People just want their toys and want to give little thought to real problems so democracy is over rated. If the soviets had given everyone soviet toys and kept them distracted then the union would have not crumbled. 

As far as new mod or mods go I would like to see Tommy or Paint & Hammer (Paul) as a mod but I am removing myself from the round table so I really have no voice on the matter.


----------



## MAK-Deco (Apr 17, 2007)

Steve Richards said:


> Thanks, Work.
> Wise is right.

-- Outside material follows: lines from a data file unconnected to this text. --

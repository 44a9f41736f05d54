use std::collections::HashMap;
use std::time::{Duration, Instant};

use anyhow::{Context, Result};
use ouroboros::self_referencing;
use winit::application::ApplicationHandler;
use winit::dpi::LogicalSize;
use winit::event::WindowEvent;
use winit::event_loop::{ActiveEventLoop, ControlFlow, EventLoop};
use winit::window::{Window, WindowId};

use crate::core::{App as CoreApp, AppControl, FrameCtx, WindowCtx};
use crate::device::{Gpu, GpuInit};
use crate::time::{FrameClock, FrameTime, IntervalTimer};

/// Window/runtime configuration.
#[derive(Debug, Clone)]
pub struct RuntimeConfig {
    pub title: String,
    pub initial_size: LogicalSize<f64>,

    /// Redraw period. `None` redraws as fast as the loop turns.
    pub frame_interval: Option<Duration>,
}

impl RuntimeConfig {
    /// Default redraw period.
    pub const DEFAULT_FRAME_INTERVAL: Duration = Duration::from_millis(15);
}

impl Default for RuntimeConfig {
    fn default() -> Self {
        Self {
            title: "tessera".to_string(),
            initial_size: LogicalSize::new(640.0, 480.0),
            frame_interval: Some(Self::DEFAULT_FRAME_INTERVAL),
        }
    }
}

/// Runtime context passed to the application.
///
/// Commands are buffered and applied after the current callback returns.
#[derive(Default)]
pub struct RuntimeCtx {
    commands: Vec<Command>,
}

impl RuntimeCtx {
    pub fn exit(&mut self) {
        self.commands.push(Command::Exit);
    }
}

enum Command {
    Exit,
}

/// Entry point for the runtime.
pub struct Runtime;

impl Runtime {
    /// Opens the window and drives `app` until the window closes.
    ///
    /// Window or GPU initialization failures end the loop and are returned.
    pub fn run<A>(config: RuntimeConfig, gpu_init: GpuInit, app: A) -> Result<()>
    where
        A: 'static + CoreApp,
    {
        let event_loop = EventLoop::new().context("failed to create winit EventLoop")?;
        let mut state = AppState::new(config, gpu_init, app);

        event_loop
            .run_app(&mut state)
            .context("winit event loop terminated with error")?;

        match state.error.take() {
            Some(err) => Err(err),
            None => Ok(()),
        }
    }
}

#[self_referencing]
struct WindowEntry {
    clock: FrameClock,

    window: Window,

    #[borrows(window)]
    #[covariant]
    gpu: Gpu<'this>,
}

struct AppState<A>
where
    A: CoreApp + 'static,
{
    config: RuntimeConfig,
    gpu_init: GpuInit,
    app: A,

    windows: HashMap<WindowId, WindowEntry>,
    timer: Option<IntervalTimer>,

    exit_requested: bool,
    error: Option<anyhow::Error>,
}

impl<A> AppState<A>
where
    A: CoreApp + 'static,
{
    fn new(config: RuntimeConfig, gpu_init: GpuInit, app: A) -> Self {
        Self {
            config,
            gpu_init,
            app,
            windows: HashMap::new(),
            timer: None,
            exit_requested: false,
            error: None,
        }
    }

    fn request_exit(&mut self) {
        self.exit_requested = true;
    }

    fn fail(&mut self, event_loop: &ActiveEventLoop, err: anyhow::Error) {
        self.error.get_or_insert(err);
        self.request_exit();
        event_loop.exit();
    }

    fn create_window_entry(&mut self, event_loop: &ActiveEventLoop) -> Result<WindowId> {
        let attrs = Window::default_attributes()
            .with_title(self.config.title.clone())
            .with_inner_size(self.config.initial_size);

        let window = event_loop
            .create_window(attrs)
            .context("failed to create window")?;

        let id = window.id();
        let gpu_init = self.gpu_init.clone();

        let entry = WindowEntryTryBuilder {
            clock: FrameClock::default(),
            window,
            gpu_builder: |w| {
                pollster::block_on(Gpu::new(w, gpu_init))
                    .context("unable to initialize the rendering context")
            },
        }
        .try_build()?;

        self.windows.insert(id, entry);
        log::info!("window {id:?} ready");
        Ok(id)
    }

    fn destroy_window_entry(&mut self, id: WindowId) {
        if self.windows.remove(&id).is_some() {
            log::debug!("window {id:?} closed");
        }
    }

    fn request_redraws(&self) {
        for entry in self.windows.values() {
            entry.with_window(|w| w.request_redraw());
        }
    }

    fn apply_commands(&mut self, event_loop: &ActiveEventLoop, mut ctx: RuntimeCtx) {
        for cmd in ctx.commands.drain(..) {
            match cmd {
                Command::Exit => self.request_exit(),
            }
        }

        if self.windows.is_empty() {
            self.request_exit();
        }

        if self.exit_requested {
            event_loop.exit();
        }
    }

    fn draw_frame(&mut self, event_loop: &ActiveEventLoop, window_id: WindowId) {
        let mut runtime_ctx = RuntimeCtx::default();
        let mut app_control = AppControl::Continue;

        let Some(entry) = self.windows.get_mut(&window_id) else {
            return;
        };
        let app = &mut self.app;

        entry.with_mut(|fields| {
            let time: FrameTime = fields.clock.tick();
            let mut ctx = FrameCtx {
                window: WindowCtx {
                    id: window_id,
                    window: fields.window,
                },
                gpu: fields.gpu,
                time,
                runtime: &mut runtime_ctx,
            };
            app_control = app.on_frame(&mut ctx);
        });

        if app_control == AppControl::Exit {
            runtime_ctx.exit();
        }

        self.apply_commands(event_loop, runtime_ctx);
    }
}

impl<A> ApplicationHandler for AppState<A>
where
    A: CoreApp + 'static,
{
    fn resumed(&mut self, event_loop: &ActiveEventLoop) {
        if !self.windows.is_empty() {
            return;
        }

        if let Err(e) = self.create_window_entry(event_loop) {
            self.fail(event_loop, e);
            return;
        }

        self.timer = self
            .config
            .frame_interval
            .map(|period| IntervalTimer::new(period, Instant::now()));

        self.request_redraws();
    }

    fn about_to_wait(&mut self, event_loop: &ActiveEventLoop) {
        if self.exit_requested {
            event_loop.exit();
            return;
        }

        match self.timer.as_mut() {
            Some(timer) => {
                let fired = timer.poll();
                event_loop.set_control_flow(ControlFlow::WaitUntil(timer.deadline()));
                if fired {
                    self.request_redraws();
                }
            }
            None => {
                event_loop.set_control_flow(ControlFlow::Wait);
                self.request_redraws();
            }
        }
    }

    fn window_event(
        &mut self,
        event_loop: &ActiveEventLoop,
        window_id: WindowId,
        event: WindowEvent,
    ) {
        if self.exit_requested {
            event_loop.exit();
            return;
        }

        if !self.windows.contains_key(&window_id) {
            return;
        }

        if self.app.on_window_event(window_id, &event) == AppControl::Exit {
            self.request_exit();
            event_loop.exit();
            return;
        }

        match &event {
            WindowEvent::CloseRequested => {
                self.destroy_window_entry(window_id);
                if self.windows.is_empty() {
                    self.request_exit();
                    event_loop.exit();
                }
            }

            WindowEvent::Resized(new_size) => {
                if let Some(entry) = self.windows.get_mut(&window_id) {
                    log::debug!("resized to {}x{}", new_size.width, new_size.height);
                    entry.with_gpu_mut(|gpu| gpu.resize(*new_size));
                    entry.with_window(|w| w.request_redraw());
                }
            }

            WindowEvent::ScaleFactorChanged { .. } => {
                if let Some(entry) = self.windows.get_mut(&window_id) {
                    let new_size = entry.with_window(|w| w.inner_size());
                    entry.with_gpu_mut(|gpu| gpu.resize(new_size));
                    entry.with_window(|w| w.request_redraw());
                }
            }

            WindowEvent::RedrawRequested => self.draw_frame(event_loop, window_id),

            _ => {}
        }

        if self.exit_requested {
            event_loop.exit();
        }
    }
}
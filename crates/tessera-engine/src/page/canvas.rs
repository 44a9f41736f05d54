use super::{Page, PageError};

/// Drawable surface declared by the page.
#[derive(Debug, Copy, Clone, PartialEq, Eq)]
pub struct Canvas {
    pub width: u32,
    pub height: u32,
}

impl Canvas {
    /// HTML's default canvas size when attributes are absent.
    pub const DEFAULT: Canvas = Canvas { width: 300, height: 150 };

    /// Width over height.
    pub fn aspect(&self) -> f32 {
        self.width as f32 / self.height as f32
    }
}

impl Page<'_> {
    /// Looks up the `<canvas>` element with the given id.
    pub fn canvas(&self, id: &str) -> Result<Canvas, PageError> {
        let el = self
            .element_by_id(id)
            .ok_or_else(|| PageError::MissingElement { id: id.to_string() })?;
        el.expect_tag("canvas")?;

        let dimension = |name: &'static str, default: u32| match el.attr(name) {
            None => Ok(default),
            Some(raw) => raw
                .trim()
                .parse::<u32>()
                .ok()
                .filter(|v| *v > 0)
                .ok_or_else(|| PageError::InvalidAttribute {
                    id: id.to_string(),
                    name,
                    value: raw.to_string(),
                }),
        };

        Ok(Canvas {
            width: dimension("width", Canvas::DEFAULT.width)?,
            height: dimension("height", Canvas::DEFAULT.height)?,
        })
    }
}

#[cfg(test)]
mod tests {
    use super::*;

    fn page_with(body: &str) -> String {
        format!("<html><body>{body}</body></html>")
    }

    #[test]
    fn reads_declared_size() {
        let src = page_with(r#"<canvas id="mainCanvas" width="640" height="480"/>"#);
        let page = Page::parse(&src).unwrap();
        let canvas = page.canvas("mainCanvas").unwrap();
        assert_eq!(canvas, Canvas { width: 640, height: 480 });
        assert!((canvas.aspect() - 4.0 / 3.0).abs() < 1e-6);
    }

    #[test]
    fn missing_attributes_use_html_defaults() {
        let src = page_with(r#"<canvas id="c"/>"#);
        let page = Page::parse(&src).unwrap();
        assert_eq!(page.canvas("c").unwrap(), Canvas::DEFAULT);
    }

    #[test]
    fn missing_canvas_is_reported() {
        let src = page_with("");
        let page = Page::parse(&src).unwrap();
        assert_eq!(
            page.canvas("mainCanvas").unwrap_err(),
            PageError::MissingElement { id: "mainCanvas".to_string() }
        );
    }

    #[test]
    fn non_canvas_element_is_rejected() {
        let src = page_with(r#"<div id="mainCanvas"/>"#);
        let page = Page::parse(&src).unwrap();
        assert!(matches!(
            page.canvas("mainCanvas"),
            Err(PageError::WrongElement { .. })
        ));
    }

    #[test]
    fn zero_or_garbage_size_is_rejected() {
        for bad in ["0", "-5", "wide", ""] {
            let src = page_with(&format!(r#"<canvas id="c" width="{bad}"/>"#));
            let page = Page::parse(&src).unwrap();
            assert_eq!(
                page.canvas("c").unwrap_err(),
                PageError::InvalidAttribute {
                    id: "c".to_string(),
                    name: "width",
                    value: bad.to_string(),
                }
            );
        }
    }
}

A lot of us should probably be moving on.


as someone who has life goes on w/o all the crap that went and goes on here still I am sure... Cheers...


----------



## CApainter (Jun 29, 2007)

As one of the rank and file, and union members, I'll refrain from seeking a PT middle management position at this time, given the talent PT has readily available in its membership pool. 

Sean is the epitome of what integrity should look from a leader that is tasked with moderating a small corner of this vast internet landscape, where skirmishes over egos and ideologies can be daunting for any mere mortal let alone a stoic PT moderator.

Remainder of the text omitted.